FAIT DU JOUR Les députés du Gard font leur rentrée à l’Assemblée
Ambiance rentrée des classes pour les députés du Gard qui ont participé à leur première séance publique, ce mardi, consacrée à l’installation de l’Assemblée nationale.
« C’est le 5h47 du mardi », s’amuse Philippe Berta. Seul député de la majorité présidentielle rescapé de la vague Rassemblement national dans le Gard, l’élu MoDem de 62 ans - et quelques uns de ses homologues - a pris, ce mardi matin, le train aux aurores en gare de Nîmes centre. Si le Nîmois a ses habitudes, ce nouveau mandat s’annonce toutefois différent. Certainement plus fastidieux, en raison de la majorité relative (245 députés sur les 577 sièges de l'Assemblée nationale) d’Ensemble, nom de la coalition du président Emmanuel Macron.
Philippe Berta, un « député encore plus libre »
Dans le taxi qui le conduit au palais Bourbon, le parlementaire se livre sur le rôle qu’il entend jouer ces cinq prochaines années : « Je serai un député encore plus libre qui vote en fonction de la loi proposée et non pas des mots d’ordre.

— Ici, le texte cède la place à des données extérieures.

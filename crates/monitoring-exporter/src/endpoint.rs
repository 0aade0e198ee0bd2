// Copyright 2025-Present Datadog, Inc. https://www.datadoghq.com/
// SPDX-License-Identifier: Apache-2.0

//! Per-signal endpoint resolution.

use crate::config::ExporterConfig;
use crate::errors::ConfigurationError;
use crate::pdata::Signal;
use tracing::debug;

/// Destination of each signal. `None` means the signal is silently discarded.
#[derive(Clone, Debug, Default, PartialEq, Eq)]
pub struct EndpointSet {
    pub traces: Option<String>,
    pub metrics: Option<String>,
    pub logs: Option<String>,
}

impl EndpointSet {
    /// Resolves the three endpoints from the configuration.
    ///
    /// A non-blank signal endpoint is used verbatim (trimmed). Otherwise a non-blank global
    /// endpoint is used with trailing slashes removed and `/v1/<signal>` appended. Fails when
    /// no signal ends up with a destination.
    pub fn resolve(config: &ExporterConfig) -> Result<Self, ConfigurationError> {
        let base = non_blank(config.endpoint.as_deref()).map(|e| e.trim_end_matches('/'));

        let resolve_one = |specific: Option<&str>, signal: Signal| -> Option<String> {
            match non_blank(specific) {
                Some(url) => Some(url.to_string()),
                None => base.map(|b| format!("{b}{}", signal.path())),
            }
        };

        let endpoints = Self {
            traces: resolve_one(config.traces_endpoint.as_deref(), Signal::Traces),
            metrics: resolve_one(config.metrics_endpoint.as_deref(), Signal::Metrics),
            logs: resolve_one(config.logs_endpoint.as_deref(), Signal::Logs),
        };

        if endpoints.traces.is_none() && endpoints.metrics.is_none() && endpoints.logs.is_none() {
            let raw = |value: &Option<String>| value.clone().unwrap_or_default();
            return Err(ConfigurationError::MissingEndpoints {
                traces: raw(&config.traces_endpoint),
                metrics: raw(&config.metrics_endpoint),
                logs: raw(&config.logs_endpoint),
            });
        }

        for signal in Signal::ALL {
            match endpoints.get(signal) {
                Some(url) => debug!("{} | Exporting to {}", signal.log_prefix(), url),
                None => debug!("{} | No endpoint, signal will be discarded", signal.log_prefix()),
            }
        }

        Ok(endpoints)
    }

    #[must_use]
    pub fn get(&self, signal: Signal) -> Option<&str> {
        match signal {
            Signal::Traces => self.traces.as_deref(),
            Signal::Metrics => self.metrics.as_deref(),
            Signal::Logs => self.logs.as_deref(),
        }
    }
}

/// Trims `value` and drops it when nothing is left.
fn non_blank(value: Option<&str>) -> Option<&str> {
    value.map(str::trim).filter(|v| !v.is_empty())
}

#[cfg(test)]
mod tests {
    use super::*;
    use proptest::prelude::*;

    fn config(
        endpoint: Option<&str>,
        traces: Option<&str>,
        metrics: Option<&str>,
        logs: Option<&str>,
    ) -> ExporterConfig {
        ExporterConfig {
            endpoint: endpoint.map(str::to_string),
            traces_endpoint: traces.map(str::to_string),
            metrics_endpoint: metrics.map(str::to_string),
            logs_endpoint: logs.map(str::to_string),
            ..Default::default()
        }
    }

    #[test]
    fn test_global_endpoint_derives_signal_paths() {
        let endpoints = EndpointSet::resolve(&config(Some("http://host:4318///"), None, None, None))
            .expect("should resolve");
        assert_eq!(endpoints.traces.as_deref(), Some("http://host:4318/v1/traces"));
        assert_eq!(endpoints.metrics.as_deref(), Some("http://host:4318/v1/metrics"));
        assert_eq!(endpoints.logs.as_deref(), Some("http://host:4318/v1/logs"));
    }

    #[test]
    fn test_specific_endpoint_wins_and_is_trimmed() {
        let endpoints = EndpointSet::resolve(&config(
            Some("http://base"),
            Some("  http://traces.example.com/custom/  "),
            None,
            Some(""),
        ))
        .expect("should resolve");
        assert_eq!(
            endpoints.traces.as_deref(),
            Some("http://traces.example.com/custom/")
        );
        assert_eq!(endpoints.metrics.as_deref(), Some("http://base/v1/metrics"));
        // blank specific endpoint falls back to the global one
        assert_eq!(endpoints.logs.as_deref(), Some("http://base/v1/logs"));
    }

    #[test]
    fn test_partial_endpoints_leave_others_absent() {
        let endpoints = EndpointSet::resolve(&config(None, None, Some("http://m/in"), None))
            .expect("should resolve");
        assert_eq!(endpoints.get(Signal::Traces), None);
        assert_eq!(endpoints.get(Signal::Metrics), Some("http://m/in"));
        assert_eq!(endpoints.get(Signal::Logs), None);
    }

    #[test]
    fn test_no_endpoints_fails() {
        let result = EndpointSet::resolve(&config(Some("   "), Some(""), None, Some(" ")));
        match result {
            Err(ConfigurationError::MissingEndpoints {
                traces,
                metrics,
                logs,
            }) => {
                assert_eq!(traces, "");
                assert_eq!(metrics, "");
                assert_eq!(logs, " ");
            }
            other => panic!("expected MissingEndpoints, got {other:?}"),
        }
    }

    fn url() -> impl Strategy<Value = String> {
        "https?://[a-z]{1,10}(:[0-9]{2,5})?(/[a-z]{1,6}){0,3}/{0,3}"
    }

    proptest! {
        #[test]
        fn prop_specific_endpoint_is_used_verbatim(global in proptest::option::of(url()), specific in url()) {
            let endpoints = EndpointSet::resolve(&config(global.as_deref(), Some(&specific), Some(&specific), Some(&specific)))
                .expect("should resolve");
            prop_assert_eq!(endpoints.traces.as_deref(), Some(specific.as_str()));
            prop_assert_eq!(endpoints.metrics.as_deref(), Some(specific.as_str()));
            prop_assert_eq!(endpoints.logs.as_deref(), Some(specific.as_str()));
        }

        #[test]
        fn prop_global_endpoint_is_trimmed_and_suffixed(global in url()) {
            let endpoints = EndpointSet::resolve(&config(Some(&global), None, None, None))
                .expect("should resolve");
            let base = global.trim_end_matches('/');
            prop_assert_eq!(endpoints.traces, Some(format!("{base}/v1/traces")));
            prop_assert_eq!(endpoints.metrics, Some(format!("{base}/v1/metrics")));
            prop_assert_eq!(endpoints.logs, Some(format!("{base}/v1/logs")));
        }
    }
}
// Copyright 2025-Present Datadog, Inc. https://www.datadoghq.com/
// SPDX-License-Identifier: Apache-2.0

//! In-memory telemetry trees handed over by the instrumentation pipeline.
//!
//! Every signal shares the same shape: a list of resource groups, each holding the
//! resource attributes and a list of scope groups, each holding the signal items in the
//! order they were produced.

use std::fmt;

/// The three telemetry kinds, each delivered through its own pipeline.
#[derive(Clone, Copy, Debug, PartialEq, Eq, Hash)]
pub enum Signal {
    Traces,
    Metrics,
    Logs,
}

impl Signal {
    pub const ALL: [Signal; 3] = [Signal::Traces, Signal::Metrics, Signal::Logs];

    #[must_use]
    pub fn as_str(&self) -> &'static str {
        match self {
            Signal::Traces => "traces",
            Signal::Metrics => "metrics",
            Signal::Logs => "logs",
        }
    }

    /// Path appended to the global base endpoint, e.g. `/v1/traces`.
    #[must_use]
    pub fn path(&self) -> &'static str {
        match self {
            Signal::Traces => "/v1/traces",
            Signal::Metrics => "/v1/metrics",
            Signal::Logs => "/v1/logs",
        }
    }

    /// Upper-case prefix used on log lines.
    #[must_use]
    pub fn log_prefix(&self) -> &'static str {
        match self {
            Signal::Traces => "TRACES",
            Signal::Metrics => "METRICS",
            Signal::Logs => "LOGS",
        }
    }
}

impl fmt::Display for Signal {
    fn fmt(&self, f: &mut fmt::Formatter<'_>) -> fmt::Result {
        f.write_str(self.as_str())
    }
}

/// Attribute value variants. `Empty` stands for an unset value.
#[derive(Clone, Debug, Default, PartialEq)]
pub enum AttributeValue {
    #[default]
    Empty,
    String(String),
    Int(i64),
    Double(f64),
    Bool(bool),
    Bytes(Vec<u8>),
    Array(Vec<AttributeValue>),
    Map(Vec<KeyValue>),
}

impl From<&str> for AttributeValue {
    fn from(value: &str) -> Self {
        AttributeValue::String(value.to_string())
    }
}

impl From<String> for AttributeValue {
    fn from(value: String) -> Self {
        AttributeValue::String(value)
    }
}

impl From<i64> for AttributeValue {
    fn from(value: i64) -> Self {
        AttributeValue::Int(value)
    }
}

impl From<f64> for AttributeValue {
    fn from(value: f64) -> Self {
        AttributeValue::Double(value)
    }
}

impl From<bool> for AttributeValue {
    fn from(value: bool) -> Self {
        AttributeValue::Bool(value)
    }
}

impl From<Vec<u8>> for AttributeValue {
    fn from(value: Vec<u8>) -> Self {
        AttributeValue::Bytes(value)
    }
}

impl From<Vec<AttributeValue>> for AttributeValue {
    fn from(value: Vec<AttributeValue>) -> Self {
        AttributeValue::Array(value)
    }
}

impl From<Vec<KeyValue>> for AttributeValue {
    fn from(value: Vec<KeyValue>) -> Self {
        AttributeValue::Map(value)
    }
}

#[derive(Clone, Debug, PartialEq)]
pub struct KeyValue {
    pub key: String,
    pub value: AttributeValue,
}

impl KeyValue {
    pub fn new(key: impl Into<String>, value: impl Into<AttributeValue>) -> Self {
        Self {
            key: key.into(),
            value: value.into(),
        }
    }
}

/// Ordered attribute list. Duplicate keys are allowed; the last one wins once flattened.
pub type Attributes = Vec<KeyValue>;

#[derive(Clone, Debug, Default, PartialEq)]
pub struct Resource {
    pub attributes: Attributes,
}

#[derive(Clone, Debug, Default, PartialEq)]
pub struct InstrumentationScope {
    pub name: String,
    pub version: String,
    pub attributes: Attributes,
}

#[derive(Clone, Debug, PartialEq)]
pub struct ScopeGroup<T> {
    pub scope: InstrumentationScope,
    pub items: Vec<T>,
}

#[derive(Clone, Debug, PartialEq)]
pub struct ResourceGroup<T> {
    pub resource: Resource,
    pub scope_groups: Vec<ScopeGroup<T>>,
}

/// One materialized batch of a signal.
#[derive(Clone, Debug, PartialEq)]
pub struct TelemetryTree<T> {
    pub resource_groups: Vec<ResourceGroup<T>>,
}

impl<T> Default for TelemetryTree<T> {
    fn default() -> Self {
        Self {
            resource_groups: Vec::new(),
        }
    }
}

impl<T> TelemetryTree<T> {
    #[must_use]
    pub fn new(resource_groups: Vec<ResourceGroup<T>>) -> Self {
        Self { resource_groups }
    }

    /// Walks every item in resource, scope, item order.
    pub fn items(&self) -> impl Iterator<Item = &T> {
        self.resource_groups
            .iter()
            .flat_map(|rg| rg.scope_groups.iter())
            .flat_map(|sg| sg.items.iter())
    }

    #[must_use]
    pub fn item_count(&self) -> usize {
        self.resource_groups
            .iter()
            .flat_map(|rg| rg.scope_groups.iter())
            .map(|sg| sg.items.len())
            .sum()
    }

    #[must_use]
    pub fn is_empty(&self) -> bool {
        self.item_count() == 0
    }
}

pub type Traces = TelemetryTree<Span>;
pub type Metrics = TelemetryTree<Metric>;
pub type Logs = TelemetryTree<LogRecord>;

#[derive(Clone, Copy, Debug, Default, PartialEq, Eq)]
pub enum SpanKind {
    #[default]
    Unspecified,
    Internal,
    Server,
    Client,
    Producer,
    Consumer,
}

#[derive(Clone, Debug, Default, PartialEq)]
pub struct Span {
    pub trace_id: [u8; 16],
    pub span_id: [u8; 8],
    pub parent_span_id: Option<[u8; 8]>,
    pub name: String,
    pub kind: SpanKind,
    pub start_time_unix_nano: u64,
    pub end_time_unix_nano: u64,
    pub attributes: Attributes,
}

impl Span {
    pub fn named(name: impl Into<String>) -> Self {
        Self {
            name: name.into(),
            ..Default::default()
        }
    }
}

#[derive(Clone, Copy, Debug, PartialEq)]
pub enum NumberValue {
    Int(i64),
    Double(f64),
}

#[derive(Clone, Debug, PartialEq)]
pub struct NumberDataPoint {
    pub start_time_unix_nano: u64,
    pub time_unix_nano: u64,
    pub attributes: Attributes,
    pub value: NumberValue,
}

impl NumberDataPoint {
    #[must_use]
    pub fn new(time_unix_nano: u64, value: NumberValue) -> Self {
        Self {
            start_time_unix_nano: 0,
            time_unix_nano,
            attributes: Vec::new(),
            value,
        }
    }
}

#[derive(Clone, Copy, Debug, Default, PartialEq, Eq)]
pub enum AggregationTemporality {
    #[default]
    Unspecified,
    Delta,
    Cumulative,
}

#[derive(Clone, Debug, Default, PartialEq)]
pub struct HistogramDataPoint {
    pub time_unix_nano: u64,
    pub attributes: Attributes,
    pub count: u64,
    pub sum: Option<f64>,
    pub bucket_counts: Vec<u64>,
    pub explicit_bounds: Vec<f64>,
}

#[derive(Clone, Debug, Default, PartialEq)]
pub struct SummaryDataPoint {
    pub time_unix_nano: u64,
    pub attributes: Attributes,
    pub count: u64,
    pub sum: f64,
    pub quantiles: Vec<(f64, f64)>,
}

/// Metric payloads. Only `Gauge` and `Sum` carry single numeric points.
#[derive(Clone, Debug, PartialEq)]
pub enum MetricData {
    Gauge {
        data_points: Vec<NumberDataPoint>,
    },
    Sum {
        data_points: Vec<NumberDataPoint>,
        temporality: AggregationTemporality,
        is_monotonic: bool,
    },
    Histogram {
        data_points: Vec<HistogramDataPoint>,
        temporality: AggregationTemporality,
    },
    ExponentialHistogram {
        data_points: Vec<HistogramDataPoint>,
        temporality: AggregationTemporality,
    },
    Summary {
        data_points: Vec<SummaryDataPoint>,
    },
}

#[derive(Clone, Debug, PartialEq)]
pub struct Metric {
    pub name: String,
    pub description: String,
    pub unit: String,
    pub data: MetricData,
}

impl Metric {
    pub fn gauge(name: impl Into<String>, data_points: Vec<NumberDataPoint>) -> Self {
        Self {
            name: name.into(),
            description: String::new(),
            unit: String::new(),
            data: MetricData::Gauge { data_points },
        }
    }

    pub fn sum(
        name: impl Into<String>,
        data_points: Vec<NumberDataPoint>,
        temporality: AggregationTemporality,
    ) -> Self {
        Self {
            name: name.into(),
            description: String::new(),
            unit: String::new(),
            data: MetricData::Sum {
                data_points,
                temporality,
                is_monotonic: true,
            },
        }
    }

    /// Number data points for point-based metrics, `None` for every other kind.
    #[must_use]
    pub fn number_data_points(&self) -> Option<&[NumberDataPoint]> {
        match &self.data {
            MetricData::Gauge { data_points } | MetricData::Sum { data_points, .. } => {
                Some(data_points)
            }
            MetricData::Histogram { .. }
            | MetricData::ExponentialHistogram { .. }
            | MetricData::Summary { .. } => None,
        }
    }
}

#[derive(Clone, Debug, Default, PartialEq)]
pub struct LogRecord {
    pub time_unix_nano: u64,
    pub observed_time_unix_nano: u64,
    pub severity_number: i32,
    pub severity_text: String,
    pub body: AttributeValue,
    pub attributes: Attributes,
    pub trace_id: Option<[u8; 16]>,
    pub span_id: Option<[u8; 8]>,
}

Ma position est facilitée par ma connaissance de l’institution, sachant peut-être mieux en jouer. » Aujourd'hui l’Assemblée compte 47 députés MoDem, un nombre équivalent à la précédente législatives 2017-2022. Sauf que la fonte du nombre de députés La République en marche (aujourd’hui Renaissance, NDLR) donne de facto plus de poids aux centristes.
Membre de la commission "Culture, Éducation, Recherche et Enseignement supérieur", l'enseignant-chercheur a quelques velléités, à l’image du président MoDem François Bayrou. Ces derniers jours, le Béarnais a mis la pression sur le Gouvernement, déclarant son désaccord sur l’inscription du droit à l’avortement dans la constitution ou sur le recrutement des enseignants par les chefs d'établissement. « François Bayrou joue sa carte… en revanche sur l'IVG, la France n’est pas les États-Unis. Il y a d’autres urgences », réagit le Nîmois qui préfère se battre « pour que les 25 milliards alloués au budget de l’Enseignement supérieur et de la recherche soit délivrés sur cinq ans au lieu de sept ! ».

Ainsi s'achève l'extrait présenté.